Bloom Filters Flashcards
(9 cards)
What is a bloom filter?
A bloom filter is a data structure that can quickly test for set membership (if something is not in a set or probably in it) without storing the entire collection.
What is one of the key benefits of a bloom filter?
It doesn’t require the entire dataset being evaluated to be stored in memory.
How do bloom filters handle false negatives? What about false positives?
Bloom filters make false negatives impossible (they guarantee something isn’t in a set), but can yield false positives (say something is in a set that isn’t).
Since bloom filters can yield false positives, why would you use them?
In systems of extreme scale, the tiny error rate of false positives may be negligible as a trade off for memory and performance.
How does a bloom filters work at a high-level?
It uses a fixed-size array as a “fingerprint” or “signature” of a set and uses multiple hash functions to distribute items across the fingerprint.
Describe the internals of a bloom filter? What does it consist of? How does it handle new entries or queries?
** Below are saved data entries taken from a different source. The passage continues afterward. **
/// Scroll position to active section resolution
///
/// Two independent strategies, each a pure function of the page geometry:
///
/// - **ratio**: how far the container has scrolled past the viewport,
///   bucketed into `section_count` equal slices;
/// - **proximity**: which visible section has its center nearest the
///   viewport center.
///
/// [`resolve`] prefers proximity and falls back to ratio only when no section
/// is visible.
use crate::geometry::{PageLayout, Rect, Viewport};

/// Fraction of the container scrolled past the viewport top, in `[0, 1]`.
///
/// A container that is not taller than the viewport has no scroll range and
/// reports 0.
pub fn scroll_progress(container: Rect, viewport: Viewport) -> f64 {
    let range = container.height - viewport.height;
    if range <= 0.0 {
        return 0.0;
    }
    (-container.top / range).clamp(0.0, 1.0)
}

/// Section index from the container's scroll progress.
///
/// `None` when the container is entirely outside the viewport or there are no
/// sections.
pub fn ratio_index(container: Rect, viewport: Viewport, section_count: usize) -> Option<usize> {
    if section_count == 0 {
        return None;
    }
    if container.top > viewport.height || container.bottom() < 0.0 {
        return None;
    }

    let progress = scroll_progress(container, viewport);
    let index = (progress * section_count as f64).floor() as usize;
    Some(index.min(section_count - 1))
}

/// Index of the visible section whose center is closest to the viewport center.
///
/// Ties go to the lowest index. `None` when nothing is visible.
pub fn proximity_index(sections: &[Rect], viewport: Viewport) -> Option<usize> {
    let center = viewport.center();
    let mut best: Option<(usize, f64)> = None;

    for (index, rect) in sections.iter().enumerate() {
        if !rect.is_visible_in(viewport.height) {
            continue;
        }
        let distance = (rect.center() - center).abs();
        match best {
            Some((_, best_distance)) if distance >= best_distance => {}
            _ => best = Some((index, distance)),
        }
    }

    best.map(|(index, _)| index)
}

/// Prefer the proximity result, fall back to the ratio result
pub fn reconcile(proximity: Option<usize>, ratio: Option<usize>) -> Option<usize> {
    proximity.or(ratio)
}

/// Active section for the current page geometry
pub fn resolve<L: PageLayout + ?Sized>(layout: &L) -> Option<usize> {
    let viewport = layout.viewport();
    let sections = layout.section_rects();
    let proximity = proximity_index(&sections, viewport);
    let ratio = ratio_index(layout.container_rect(), viewport, sections.len());
    let resolved = reconcile(proximity, ratio);
    log::trace!(
        "resolve: proximity={:?} ratio={:?} -> {:?}",
        proximity,
        ratio,
        resolved
    );
    resolved
}
/// Static section list and the model shown for each section
use crate::error::{ConfigError, Result};
use crate::orbit::CameraOrbit;

/// A content region on the page
#[derive(Debug, Clone, PartialEq)]
pub struct Section {
    pub index: usize,
    /// Host reference to the region (element id, label, ...)
    pub region: String,
}

/// Model resource and camera orientation for one section
#[derive(Debug, Clone, PartialEq)]
pub struct ModelBinding {
    pub source: String,
    pub camera_orbit: CameraOrbit,
}

impl ModelBinding {
    pub fn new(source: impl Into<String>, camera_orbit: CameraOrbit) -> Self {
        Self {
            source: source.into(),
            camera_orbit,
        }
    }

    /// Build a binding from a raw orbit descriptor
    pub fn parse(index: usize, source: impl Into<String>, orbit: &str) -> Result<Self> {
        let camera_orbit = CameraOrbit::parse(orbit)
            .map_err(|message| ConfigError::InvalidOrbit { index, message })?;
        Ok(Self::new(source, camera_orbit))
    }
}

/// Ordered sections with a parallel list of bindings; never mutated after construction
#[derive(Debug, Clone)]
pub struct SectionRegistry {
    sections: Vec<Section>,
    bindings: Vec<ModelBinding>,
}

impl SectionRegistry {
    pub fn new<S: Into<String>>(regions: Vec<S>, bindings: Vec<ModelBinding>) -> Result<Self> {
        if regions.is_empty() {
            return Err(ConfigError::NoSections);
        }
        if bindings.is_empty() {
            return Err(ConfigError::NoBindings);
        }
        if regions.len() != bindings.len() {
            return Err(ConfigError::LengthMismatch {
                sections: regions.len(),
                bindings: bindings.len(),
            });
        }

        let sections = regions
            .into_iter()
            .enumerate()
            .map(|(index, region)| Section {
                index,
                region: region.into(),
            })
            .collect();

        Ok(Self { sections, bindings })
    }

    pub fn count(&self) -> usize {
        self.sections.len()
    }

    pub fn section_at(&self, index: usize) -> Option<&Section> {
        self.sections.get(index)
    }

    pub fn binding_at(&self, index: usize) -> Option<&ModelBinding> {
        self.bindings.get(index)
    }

    pub fn sections(&self) -> &[Section] {
        &self.sections
    }
}

#[cfg(test)]
mod tests {
    use super::*;

    fn binding(src: &str) -> ModelBinding {
        ModelBinding::parse(0, src, "0deg 90deg 100%").unwrap()
    }

    #[test]
    fn test_registry_lookup() {
        let bindings = vec![binding("/a.glb"), binding("/b.glb")];
        let registry = SectionRegistry::new(vec!["a", "b"], bindings).unwrap();
        assert_eq!(registry.count(), 2);
        assert_eq!(registry.section_at(1).unwrap().region, "b");
        assert_eq!(registry.binding_at(1).unwrap().source, "/b.glb");
        assert!(registry.binding_at(2).is_none());
    }

    #[test]
    fn test_registry_rejects_bad_input() {
        let empty: Vec<&str> = Vec::new();
        assert!(matches!(
            SectionRegistry::new(empty, vec![binding("/a.glb")]),
            Err(ConfigError::NoSections)
        ));
        assert!(matches!(
            SectionRegistry::new(vec!["a"], Vec::new()),
            Err(ConfigError::NoBindings)
        ));
        assert!(matches!(
            SectionRegistry::new(vec!["a", "b"], vec![binding("/a.glb")]),
            Err(ConfigError::LengthMismatch { sections: 2, bindings: 1 })
        ));
    }

    #[test]
    fn test_binding_rejects_bad_orbit() {
        let err = ModelBinding::parse(3, "/a.glb", "sideways").unwrap_err();
        assert!(matches!(err, ConfigError::InvalidOrbit { index: 3, .. }));
    }
}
A bloom filter consists of two parts:
- bit array (initialized at 0)
- hash functions (take input and map to an index)
When an item is added, it’s run through all of the hash functions and those are indices set to one.
When an item is queried, all of the hash functions are processed and the bits are checked:
- if any bit is zero, it’s not there
- if all bits are 1, it’s probably there
Why does a bloom filter use multiple different hash functions?
You can think of the independent hash functions as labels (positions in the bit array). The more labels, the more data is spread across those positions in the bit array.
What are the four steps when dealing with bloom filters?
Initialize the array, add an item, querying an item, and dealing with false positives.
Initializing the array with n positions along with k independent hash functions (each returning 0 to n-1).
Adding an item to the array will feed it into the k hash functions, and set the but at that position to 1 (if it isn’t already).
Querying will run through the k hash functions and if any bit is 0, it confirms it’s not in the set, all 1 values will indicate that it is probably in it.
When dealing with false positives, you may consider a secondary double-check via a slower lookup to confirm.
How does a bloom filter handle removals?
It doesn’t since all of the entries rely on hashing and previous items can affect the bits used, so you can’t remove one without potentially affecting others.